Elevated depression symptoms are associated with increased risk of severe CT in older adults with cancer, which was mitigated with GAIN. This suggests that treating depression symptoms may lower toxicity risk. Future studies are needed to confirm and investigate the impact of depression-specific interventions on outcomes.
抑郁和焦虑在老年癌症患者中很常见,但往往治疗不足。老年人发生化疗毒性(CT)的风险也增加。本研究评估了抑郁和焦虑症状对老年癌症患者严重 CT 风险的影响。
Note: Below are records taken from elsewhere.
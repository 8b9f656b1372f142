//! Cursor-based incremental pull
//!
//! One sweep pages the upstream list endpoint from the stored cursor, upserts
//! every record and advances the cursor to the sweep start time only after
//! the last page has been consumed. Any error aborts the sweep and leaves the
//! cursor where it was.
//!
//! A store without a cursor gets its first window start written before any
//! page is fetched, so a retried first sweep asks for the same window. A sweep
//! cut short by the page cap keeps the cursor where it was.

use std::sync::Arc;
use std::time::{Duration, Instant};

use chrono::{DateTime, Utc};
use storesync_common::Clock;
use storesync_domain::{EntityType, Result, StoreSyncError, SyncConfig, WooStore};
use tracing::{debug, info, instrument, warn};

use super::mapping::{map_order, map_product};
use super::ports::{
    OrderRepository, PageRequest, ProductRepository, StoreRepository, UpstreamCatalog,
};
use crate::clock::utc_now;
use crate::metrics_ports::WorkerMetricsPort;

/// Paging parameters for pull sweeps and webhook batches
#[derive(Debug, Clone, PartialEq)]
pub struct SyncSettings {
    pub page_size: u32,
    pub max_pages: u32,
    pub page_delay: Duration,
    pub lookback: chrono::Duration,
    pub webhook_batch_size: u32,
}

impl Default for SyncSettings {
    fn default() -> Self {
        Self::from(&SyncConfig::default())
    }
}

impl From<&SyncConfig> for SyncSettings {
    fn from(config: &SyncConfig) -> Self {
        Self {
            page_size: config.page_size,
            max_pages: config.max_pages,
            page_delay: config.page_delay(),
            lookback: config.lookback(),
            webhook_batch_size: config.webhook_batch_size,
        }
    }
}

/// Outcome of one completed sweep
#[derive(Debug, Clone, PartialEq, Eq)]
pub struct PullReport {
    pub store_id: String,
    pub entity: EntityType,
    /// Upstream pages requested, including the terminating empty page
    pub pages: u32,
    pub imported: u32,
    /// Records that could not be mapped and were left out
    pub skipped: u32,
    pub since: DateTime<Utc>,
    /// Cursor value written by this sweep, if it moved
    pub advanced_to: Option<DateTime<Utc>>,
}

#[derive(Debug, Default)]
struct SweepCounts {
    pages: u32,
    imported: u32,
    skipped: u32,
    /// Last page was non-empty when the page cap stopped the sweep
    truncated: bool,
}

/// Runs pull sweeps for one store and entity at a time
pub struct SyncEngine {
    stores: Arc<dyn StoreRepository>,
    orders: Arc<dyn OrderRepository>,
    products: Arc<dyn ProductRepository>,
    upstream: Arc<dyn UpstreamCatalog>,
    metrics: Arc<dyn WorkerMetricsPort>,
    clock: Arc<dyn Clock>,
    settings: SyncSettings,
}

impl SyncEngine {
    pub fn new(
        stores: Arc<dyn StoreRepository>,
        orders: Arc<dyn OrderRepository>,
        products: Arc<dyn ProductRepository>,
        upstream: Arc<dyn UpstreamCatalog>,
        metrics: Arc<dyn WorkerMetricsPort>,
        clock: Arc<dyn Clock>,
        settings: SyncSettings,
    ) -> Self {
        Self { stores, orders, products, upstream, metrics, clock, settings }
    }

    pub fn settings(&self) -> &SyncSettings {
        &self.settings
    }

    /// Run one full sweep for `store_id` and `entity`.
    ///
    /// # Errors
    /// `NotFound` when the store does not exist; otherwise the first storage
    /// or upstream error, in which case the cursor is untouched.
    #[instrument(skip(self), fields(entity = %entity))]
    pub async fn pull(&self, store_id: &str, entity: EntityType) -> Result<PullReport> {
        let started = Instant::now();
        let store = self
            .stores
            .find_store(store_id)
            .await?
            .ok_or_else(|| StoreSyncError::NotFound(format!("store {store_id}")))?;

        let sweep_started = utc_now(self.clock.as_ref());
        let since = store.last_sync.since(entity, sweep_started, self.settings.lookback);
        if store.last_sync.get(entity).is_none() {
            self.stores.advance_cursor(store_id, entity, since).await?;
            debug!(store_id, since = %since, "Pinned initial sync window");
        }

        let outcome = self.sweep(&store, entity, since, sweep_started).await;
        let SweepCounts { pages, imported, skipped, truncated } = match outcome {
            Ok(counts) => counts,
            Err(err) => {
                let lag = (sweep_started - since).num_milliseconds().max(0) as f64 / 1000.0;
                self.metrics.set_sync_lag(store_id, entity, lag);
                warn!(store_id, error = %err, since = %since, "Sweep aborted, cursor unchanged");
                return Err(err);
            }
        };

        let advanced_to = if truncated {
            warn!(store_id, since = %since, "Page cap cut the sweep short, cursor unchanged");
            None
        } else if imported > 0 {
            self.stores
                .advance_cursor(store_id, entity, sweep_started)
                .await?
                .then_some(sweep_started)
        } else {
            None
        };
        self.metrics.set_sync_lag(store_id, entity, 0.0);

        info!(
            store_id,
            pages,
            imported,
            skipped,
            cursor_advanced = advanced_to.is_some(),
            duration_ms = started.elapsed().as_millis() as u64,
            "Sweep completed"
        );

        Ok(PullReport {
            store_id: store_id.to_string(),
            entity,
            pages,
            imported,
            skipped,
            since,
            advanced_to,
        })
    }

    async fn sweep(
        &self,
        store: &WooStore,
        entity: EntityType,
        since: DateTime<Utc>,
        now: DateTime<Utc>,
    ) -> Result<SweepCounts> {
        let mut counts = SweepCounts::default();

        for page in 1..=self.settings.max_pages {
            let request = PageRequest {
                entity,
                page,
                per_page: self.settings.page_size,
                modified_after: since,
            };
            let records = self.upstream.fetch_page(store, &request).await?;
            counts.pages += 1;

            if records.is_empty() {
                debug!(store_id = %store.id, page, "Empty page, sweep finished");
                break;
            }

            for raw in &records {
                match self.upsert(store, entity, raw, now).await {
                    Ok(()) => counts.imported += 1,
                    Err(StoreSyncError::InvalidPayload(reason)) => {
                        counts.skipped += 1;
                        warn!(store_id = %store.id, page, %reason, "Skipping unmappable record");
                    }
                    Err(err) => return Err(err),
                }
            }

            if page == self.settings.max_pages {
                warn!(store_id = %store.id, max_pages = page, "Page cap reached");
                counts.truncated = true;
            } else if !self.settings.page_delay.is_zero() {
                tokio::time::sleep(self.settings.page_delay).await;
            }
        }

        Ok(counts)
    }

    async fn upsert(
        &self,
        store: &WooStore,
        entity: EntityType,
        raw: &serde_json::Value,
        now: DateTime<Utc>,
    ) -> Result<()> {
        match entity {
            EntityType::Orders => {
                let order = map_order(&store.tenant_id, raw, now)?;
                self.orders.upsert_order(&order).await?;
            }
            EntityType::Products => {
                let product = map_product(&store.tenant_id, raw)?;
                self.products.upsert_product(&product).await?;
            }
        }
        Ok(())
    }
}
这是一项评估老年评估驱动干预(GAIN)与标准护理(SOC)降低老年癌症患者 3+ 级 CT 风险的随机试验(2:1)的二次分析。通过心理健康量表 13 评估心理健康。CT 按国立癌症研究所不良事件通用术语标准 4.0 分级。
共纳入 605 例患者(402 例 GAIN;203 例 SOC)。总体而言,35%的患者抑郁,47%的患者焦虑。SOC 组中抑郁患者 CT 发生率更高(70.7% vs. 54.3%;p = 0.02),但 GAIN 组中没有(54.3% vs. 48.5%;p = 0.27)。SOC 组中抑郁患者 CT 更有可能(优势比 [OR],2.03;95%置信区间,1.10-3.72)。在调整癌症和衰老研究组毒性评分(OR,1.98;95%置信区间,1.07-3.65)以及人口统计学、疾病和治疗因素后,这种关联仍然存在(OR,1.98;95%置信区间,1.07-3.65)。GAIN 组中抑郁和 CT 之间没有关联(OR,1.26;95%置信区间,0.84-1.91)。两个治疗组的焦虑与 CT 均无关联。
在老年癌症患者中,较高的抑郁症状与严重 CT 风险增加相关,而 GAIN 可降低这种风险。这表明治疗抑郁症状可能降低毒性风险。需要进一步的研究来证实并探讨针对抑郁症状的干预措施对结局的影响。